For most of the past 30 years Peter Taylor has been the outstanding British reporter covering Northern Ireland. Where others have moved on to greener journalistic pastures, he has stayed, fascinated by this latest phase of the imbroglio that is Irish history, and determined, often in the face of considerable British government hostility, to uncover the truth of its darker corners.
Brits is a journalist's account, with all the strengths and weaknesses that description implies. Like his earlier volumes -Provos and Loyalists - it is a book based on a television series about the principal actors in the Northern conflict.
As one has come to expect from Taylor, the research is meticulous, the key players all feature prominently, and the history, as far as one can be sure at this still very recent remove, is accurate and balanced. As a first class investigative journalist, Taylor is particularly strong on the undercover element of the British security forces' war against the IRA.
His main discovery this time is the role played by the British army's 14 Intelligence Company - known as the Detachment or "Det" - in that ruthless, largely hidden struggle.
This small group of tough and extraordinarily brave "on the ground" operators - men and women - bugged IRA weapons and explosives so that they could be tracked; broke into republican houses to hide listening devices; carried out close surveillance of terrorist suspects; set up ambushes; and carried out killings of leading IRA men that were often attributed to the SAS.
As part of their training to withstand interrogation, they were even subjected to some of the notorious "five techniques" - including sleep deprivation and "white noise" - used by the British against selected internees in 1971. Despite the peace process, the "Det", like the IRA, has not gone away - it is still "very, very busy", says one former operator.
Taylor has also talked at length to Frank Steele and Michael Oatley, the two senior M16 agents used by the British to keep lines open to the IRA from the 1970s to the 1990s. One senses a reluctant admiration in the comments of these highly intelligent men for the present republican leadership.

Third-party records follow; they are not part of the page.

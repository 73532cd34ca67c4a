use actix_web::http::StatusCode;
use actix_web::{HttpResponse, ResponseError};
use sea_orm::DbErr;
use serde_json::json;
use thiserror::Error;

pub type AppResult<T> = Result<T, AppError>;

#[derive(Error, Debug)]
pub enum AppError {
    #[error("Database error: {0}")]
    DatabaseError(DbErr),

    #[error("Validation error: {0}")]
    ValidationError(String),

    #[error("Insufficient balance")]
    InsufficientBalance,

    #[error("{0}")]
    TaskUnavailable(String),

    #[error("{0}")]
    ThresholdNotMet(String),

    #[error("Auth error: {0}")]
    AuthError(String),

    #[error("Not found: {0}")]
    NotFound(String),

    #[error("Forbidden")]
    Forbidden,

    #[error("Permission denied")]
    PermissionDenied,

    #[error("External API error: {0}")]
    ExternalApiError(String),

    #[error("Service unavailable: {0}")]
    ServiceUnavailable(String),

    #[error("Internal server error: {0}")]
    InternalError(String),

    #[error("JWT error: {0}")]
    JwtError(#[from] jsonwebtoken::errors::Error),

    #[error("JSON serialization/deserialization error: {0}")]
    SerdeJsonError(#[from] serde_json::Error),
}

/// Connection-level failures are reported as 503 so callers can retry;
/// everything else stays a 500.
impl From<DbErr> for AppError {
    fn from(err: DbErr) -> Self {
        match err {
            DbErr::Conn(e) => AppError::ServiceUnavailable(e.to_string()),
            DbErr::ConnectionAcquire(e) => AppError::ServiceUnavailable(e.to_string()),
            other => AppError::DatabaseError(other),
        }
    }
}

impl AppError {
    pub fn status_code_and_code(&self) -> (StatusCode, &'static str) {
        match self {
            AppError::ValidationError(_) => (StatusCode::BAD_REQUEST, "VALIDATION_ERROR"),
            AppError::InsufficientBalance => (StatusCode::BAD_REQUEST, "INSUFFICIENT_BALANCE"),
            AppError::TaskUnavailable(_) => (StatusCode::BAD_REQUEST, "TASK_UNAVAILABLE"),
            AppError::ThresholdNotMet(_) => (StatusCode::BAD_REQUEST, "THRESHOLD_NOT_MET"),
            AppError::AuthError(_) | AppError::JwtError(_) => {
                (StatusCode::UNAUTHORIZED, "AUTH_ERROR")
            }
            AppError::Forbidden | AppError::PermissionDenied => {
                (StatusCode::FORBIDDEN, "FORBIDDEN")
            }
            AppError::NotFound(_) => (StatusCode::NOT_FOUND, "NOT_FOUND"),
            AppError::ExternalApiError(_) => (StatusCode::BAD_GATEWAY, "EXTERNAL_API_ERROR"),
            AppError::ServiceUnavailable(_) => {
                (StatusCode::SERVICE_UNAVAILABLE, "SERVICE_UNAVAILABLE")
            }
            AppError::DatabaseError(_) => (StatusCode::INTERNAL_SERVER_ERROR, "DATABASE_ERROR"),
            AppError::InternalError(_) | AppError::SerdeJsonError(_) => {
                (StatusCode::INTERNAL_SERVER_ERROR, "INTERNAL_ERROR")
            }
        }
    }

    /// Coarse category a client can branch on without parsing messages.
    pub fn category(&self) -> &'static str {
        match self.status_code_and_code().0 {
            StatusCode::BAD_REQUEST => "bad_input",
            StatusCode::UNAUTHORIZED => "unauthorized",
            StatusCode::FORBIDDEN => "forbidden",
            StatusCode::NOT_FOUND => "not_found",
            StatusCode::SERVICE_UNAVAILABLE => "unavailable",
            _ => "internal",
        }
    }

    fn public_message(&self) -> String {
        match self {
            AppError::ValidationError(msg)
            | AppError::TaskUnavailable(msg)
            | AppError::ThresholdNotMet(msg)
            | AppError::AuthError(msg)
            | AppError::NotFound(msg)
            | AppError::ExternalApiError(msg) => msg.clone(),
            AppError::InsufficientBalance => "Insufficient balance".to_string(),
            AppError::JwtError(_) => "Invalid token".to_string(),
            AppError::Forbidden => "Forbidden".to_string(),
            AppError::PermissionDenied => "Permission denied".to_string(),
            AppError::ServiceUnavailable(_) => "Service temporarily unavailable".to_string(),
            AppError::DatabaseError(_) => "Database error".to_string(),
            AppError::InternalError(_) | AppError::SerdeJsonError(_) => {
                "Internal server error".to_string()
            }
        }
    }
}

impl ResponseError for AppError {
    fn status_code(&self) -> StatusCode {
        self.status_code_and_code().0
    }

    fn error_response(&self) -> HttpResponse {
        let (status_code, error_code) = self.status_code_and_code();
        if status_code.is_server_error() {
            log::error!("{error_code}: {self}");
        } else {
            log::warn!("{error_code}: {self}");
        }

        HttpResponse::build(status_code).json(json!({
            "success": false,
            "error": {
                "code": error_code,
                "category": self.category(),
                "message": self.public_message()
            }
        }))
    }
}

#[cfg(test)]
mod tests {
    use super::*;
    use sea_orm::RuntimeErr;

    #[test]
    fn test_bad_input_variants_map_to_400() {
        for err in [
            AppError::ValidationError("x".into()),
            AppError::InsufficientBalance,
            AppError::TaskUnavailable("Task not available".into()),
            AppError::ThresholdNotMet("Minimum withdrawal amount is 100 Ksh".into()),
        ] {
            assert_eq!(err.status_code(), StatusCode::BAD_REQUEST);
            assert_eq!(err.category(), "bad_input");
        }
    }

    #[test]
    fn test_auth_and_access_statuses() {
        assert_eq!(
            AppError::AuthError("Missing access token".into()).status_code(),
            StatusCode::UNAUTHORIZED
        );
        assert_eq!(AppError::Forbidden.status_code(), StatusCode::FORBIDDEN);
        assert_eq!(AppError::PermissionDenied.category(), "forbidden");
        assert_eq!(
            AppError::NotFound("Invalid referral code".into()).category(),
            "not_found"
        );
    }

    #[test]
    fn test_connection_failures_become_unavailable() {
        let err: AppError = DbErr::Conn(RuntimeErr::Internal("refused".into())).into();
        assert!(matches!(err, AppError::ServiceUnavailable(_)));
        assert_eq!(err.status_code(), StatusCode::SERVICE_UNAVAILABLE);
        assert_eq!(err.category(), "unavailable");

        let err: AppError = DbErr::RecordNotFound("wallet".into()).into();
        assert!(matches!(err, AppError::DatabaseError(_)));
        assert_eq!(err.status_code(), StatusCode::INTERNAL_SERVER_ERROR);
    }

    #[test]
    fn test_threshold_message_is_passed_through() {
        let err = AppError::ThresholdNotMet("Withdrawal cooldown: 3 days remaining".into());
        assert_eq!(err.public_message(), "Withdrawal cooldown: 3 days remaining");
        assert_eq!(err.status_code_and_code().1, "THRESHOLD_NOT_MET");
    }
}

In 1972, Steele regarded Gerry Adams as a person with "a terrific future ahead because of his qualities". When Taylor visited him shortly before his death in the late 1990s, he asked the journalist to pass on his congratulations to Martin McGuinness "on becoming a statesman".
Oatley believes it is not sensible to press the IRA to decommission as part of the present stage of the peace process. He thinks it would have little practical effect on reducing the risk of renewed violence, since new weapons can always be obtained; the demand for it is provocative because it makes more difficult the task of those republican leaders who want to persuade their colleagues to abandon terrorism in favour of politics; and it is selective because it takes the pressure off the more undisciplined loyalist paramilitaries. "Every step the IRA takes along the political path surrenders a measure of its capacity for violence. That is progress enough."

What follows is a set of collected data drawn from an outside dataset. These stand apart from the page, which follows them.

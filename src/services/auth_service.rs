use crate::config::IdentityConfig;
use crate::database::DbPool;
use crate::entities::{UserRole, login_log_entity as login_logs, user_entity as users};
use crate::error::{AppError, AppResult};
use crate::models::{AuthResponse, SessionRequest, UserResponse};
use crate::services::WalletService;
use crate::utils::JwtService;
use chrono::Utc;
use sea_orm::sea_query::OnConflict;
use sea_orm::{
    ActiveModelTrait, ColumnTrait, EntityTrait, PaginatorTrait, QueryFilter,
    Set, TransactionTrait,
};

/// Where a sign-in came from, as seen by the HTTP layer.
#[derive(Debug, Clone, Default)]
pub struct LoginContext {
    pub ip_address: Option<String>,
    pub user_agent: Option<String>,
}

#[derive(Clone)]
pub struct AuthService {
    pool: DbPool,
    jwt_service: JwtService,
    identity: IdentityConfig,
}

impl AuthService {
    pub fn new(pool: DbPool, jwt_service: JwtService, identity: IdentityConfig) -> Self {
        Self {
            pool,
            jwt_service,
            identity,
        }
    }

    /// Only the identity provider knows the shared secret. An unset secret
    /// refuses every caller.
    pub fn verify_identity_secret(&self, presented: Option<&str>) -> AppResult<()> {
        let expected = self.identity.shared_secret.as_str();
        match presented {
            Some(secret) if !expected.is_empty() && secret == expected => Ok(()),
            _ => Err(AppError::AuthError("Invalid identity secret".to_string())),
        }
    }

    fn is_owner(&self, open_id: &str) -> bool {
        self.identity
            .owner_open_id
            .as_deref()
            .is_some_and(|owner| owner == open_id)
    }

    /// Inserts or refreshes the user keyed by `open_id`. Only fields the
    /// provider sent overwrite stored values.
    async fn upsert_user<C: sea_orm::ConnectionTrait>(
        &self,
        conn: &C,
        req: &SessionRequest,
    ) -> AppResult<users::Model> {
        let now = Utc::now();
        let mut am = users::ActiveModel {
            open_id: Set(req.open_id.clone()),
            last_signed_in: Set(now),
            updated_at: Set(now),
            ..Default::default()
        };
        let mut overwrite = vec![users::Column::LastSignedIn, users::Column::UpdatedAt];
        if let Some(name) = &req.name {
            am.name = Set(Some(name.clone()));
            overwrite.push(users::Column::Name);
        }
        if let Some(email) = &req.email {
            am.email = Set(Some(email.clone()));
            overwrite.push(users::Column::Email);
        }
        if let Some(method) = &req.login_method {
            am.login_method = Set(Some(method.clone()));
            overwrite.push(users::Column::LoginMethod);
        }
        if self.is_owner(&req.open_id) {
            am.role = Set(UserRole::Admin);
            overwrite.push(users::Column::Role);
        }

        Ok(users::Entity::insert(am)
            .on_conflict(
                OnConflict::column(users::Column::OpenId)
                    .update_columns(overwrite)
                    .to_owned(),
            )
            .exec_with_returning(conn)
            .await?)
    }

    fn issue_tokens(&self, user: users::Model) -> AppResult<AuthResponse> {
        let access_token = self.jwt_service.generate_access_token(user.id, &user.open_id)?;
        let refresh_token = self.jwt_service.generate_refresh_token(user.id, &user.open_id)?;
        Ok(AuthResponse {
            access_token,
            refresh_token,
            token_type: "Bearer".to_string(),
            expires_in: self.jwt_service.get_access_token_expires_in(),
            user: UserResponse::from(user),
        })
    }

    pub async fn sign_in(&self, req: SessionRequest, ctx: LoginContext) -> AppResult<AuthResponse> {
        if req.open_id.trim().is_empty() {
            return Err(AppError::ValidationError("open_id is required".to_string()));
        }

        let txn = self.pool.begin().await?;
        let user = self.upsert_user(&txn, &req).await?;
        if !user.can_sign_in() {
            return Err(AppError::Forbidden);
        }
        WalletService::ensure_wallet_with(&txn, user.id).await?;

        let seen_before = login_logs::Entity::find()
            .filter(login_logs::Column::UserId.eq(user.id))
            .filter(match &ctx.user_agent {
                Some(ua) => login_logs::Column::UserAgent.eq(ua.clone()),
                None => login_logs::Column::UserAgent.is_null(),
            })
            .count(&txn)
            .await?;
        login_logs::ActiveModel {
            user_id: Set(user.id),
            ip_address: Set(ctx.ip_address),
            user_agent: Set(ctx.user_agent),
            login_method: Set(req.login_method.clone()),
            is_new_device: Set(seen_before == 0),
            ..Default::default()
        }
        .insert(&txn)
        .await?;
        txn.commit().await?;

        if seen_before == 0 {
            log::info!("User {} signed in from a new device", user.id);
        }
        self.issue_tokens(user)
    }

    pub async fn refresh(&self, refresh_token: &str) -> AppResult<AuthResponse> {
        let claims = self.jwt_service.verify_refresh_token(refresh_token)?;
        let user = users::Entity::find_by_id(claims.user_id()?)
            .one(&*self.pool)
            .await?
            .ok_or_else(|| AppError::AuthError("User no longer exists".to_string()))?;
        if !user.can_sign_in() {
            return Err(AppError::AuthError("Account is disabled".to_string()));
        }
        self.issue_tokens(user)
    }

    /// Anonymous callers get `None` rather than an error.
    pub async fn me(&self, user_id: Option<i64>) -> AppResult<Option<UserResponse>> {
        let Some(id) = user_id else {
            return Ok(None);
        };
        Ok(users::Entity::find_by_id(id)
            .one(&*self.pool)
            .await?
            .map(UserResponse::from))
    }
}

#[cfg(test)]
mod tests {
    use super::*;
    use crate::database::IntoPool;
    use sea_orm::{DatabaseBackend, MockDatabase};

    fn service(secret: &str, owner: Option<&str>) -> AuthService {
        AuthService::new(
            MockDatabase::new(DatabaseBackend::Postgres).into_pool(),
            JwtService::new("test-secret", 3600, 86400),
            IdentityConfig {
                owner_open_id: owner.map(str::to_string),
                shared_secret: secret.to_string(),
            },
        )
    }

    #[test]
    fn test_identity_secret_check() {
        let svc = service("s3cret", None);
        assert!(svc.verify_identity_secret(Some("s3cret")).is_ok());
        assert!(svc.verify_identity_secret(Some("wrong")).is_err());
        assert!(svc.verify_identity_secret(None).is_err());
    }

    #[test]
    fn test_empty_secret_refuses_everyone() {
        let svc = service("", None);
        assert!(svc.verify_identity_secret(Some("")).is_err());
    }

    #[test]
    fn test_owner_detection() {
        let svc = service("s", Some("oidc|owner"));
        assert!(svc.is_owner("oidc|owner"));
        assert!(!svc.is_owner("oidc|someone"));
        assert!(!service("s", None).is_owner("oidc|owner"));
    }

    #[tokio::test]
    async fn test_me_is_none_when_anonymous() {
        let svc = service("s", None);
        assert!(svc.me(None).await.unwrap().is_none());
    }
}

However, Taylor also understands the fiendishly difficult balance that is needed to keep the Unionists on board. He follows the Oatley interview by quoting John Major on the difficulties of asking Unionists to sit down at a table "with people who had an armalite and a bomb underneath the table which, if the talks got to a sticky phase, they would then take out and use."
The role of British intelligence and undercover elements in convincing the IRA leadership that they could not win a united Ireland by military means alone is a central theme. When Brendan Hughes, former Belfast Brigade commander and hunger-strike leader, came out of jail in the mid-1980s, he saw the problems the British were causing by the numbers of informers they ran and the sophisticated technology at their command.

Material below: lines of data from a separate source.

use super::{authorize, ok};
use crate::error::AppResult;
use crate::middlewares::Capability;
use crate::models::*;
use crate::services::{SpinService, UserService};
use actix_web::{HttpRequest, HttpResponse, web};

#[utoipa::path(
    get,
    path = "/spin/rewards",
    tag = "spin",
    responses(
        (status = 200, description = "Active wheel segments", body = [SpinRewardResponse])
    )
)]
pub async fn list_rewards(spin_service: web::Data<SpinService>) -> AppResult<HttpResponse> {
    Ok(ok(spin_service.list_rewards().await?))
}

#[utoipa::path(
    post,
    path = "/spin",
    tag = "spin",
    security(
        ("bearer_auth" = [])
    ),
    responses(
        (status = 200, description = "Drawn reward", body = SpinResultResponse),
        (status = 400, description = "No rewards available or daily limit reached"),
        (status = 401, description = "Unauthorized")
    )
)]
pub async fn spin(
    user_service: web::Data<UserService>,
    spin_service: web::Data<SpinService>,
    req: HttpRequest,
) -> AppResult<HttpResponse> {
    let user = authorize(&req, &user_service, Capability::Authenticated).await?;
    Ok(ok(spin_service.spin(user.id).await?))
}

#[utoipa::path(
    get,
    path = "/spin/history",
    tag = "spin",
    params(
        ("limit" = Option<u64>, Query, description = "Default 20, at most 100")
    ),
    security(
        ("bearer_auth" = [])
    ),
    responses(
        (status = 200, description = "Own spins, newest first", body = [SpinHistoryResponse]),
        (status = 401, description = "Unauthorized")
    )
)]
pub async fn history(
    user_service: web::Data<UserService>,
    spin_service: web::Data<SpinService>,
    req: HttpRequest,
    query: web::Query<LimitQuery>,
) -> AppResult<HttpResponse> {
    let user = authorize(&req, &user_service, Capability::Authenticated).await?;
    Ok(ok(spin_service.history(user.id, query.resolve(20, 100)).await?))
}

pub fn spin_config(cfg: &mut web::ServiceConfig) {
    cfg.service(
        web::scope("/spin")
            .route("", web::post().to(spin))
            .route("/rewards", web::get().to(list_rewards))
            .route("/history", web::get().to(history)),
    );
}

"I think prominent IRA people came to the conclusion that the British military regime could not be defeated, and there had to be negotiations," he says.
People also forget just how close the IRA had come to losing the "war" 10 years earlier, before the abortive 1975-76 ceasefire. Hughes's predecessor as Belfast commander, Billy McKee, recalls discussing calling off their campaign with the organisation's legendary "hard man", Seamus Twomey, at that time. The weaknesses in this book are the forgivable ones of too much material having to be condensed into too few pages, leading to a certain dryness of style caused by the requirement to list and order and abbreviate. This inevitably means a loss of some of the horror of 30 years of low level civil war, although when he does touch on human tragedy, such as the 1976 murders of the Reavey sons in South Armagh and the retaliatory massacre of 11 Protestant textile workers, Taylor is a careful and sensitive chronicler.
Peter Taylor is one of those journalists - perhaps a rare species - who has always had a double sense of obligation: to the Irish people he is reporting, to accurately and sympathetically explain their often irreconcilable viewpoints; and to the British television viewers he is serving, to make a difficult, often boring, yet important story amenable to understanding.
Over the long years of the conflict, he has used his superb journalistic skills to illuminate the complexity of Northern Ireland, and in the process has played his own part in helping to move us towards the more hopeful era we are now living through. It is not many journalists who can say that. We on this side of the Irish Sea also owe him a debt of gratitude.
Andy Pollak is director of the Centre for Cross Border Studies in Armagh. He is on leave of absence from his job as a journalist in The Irish Times.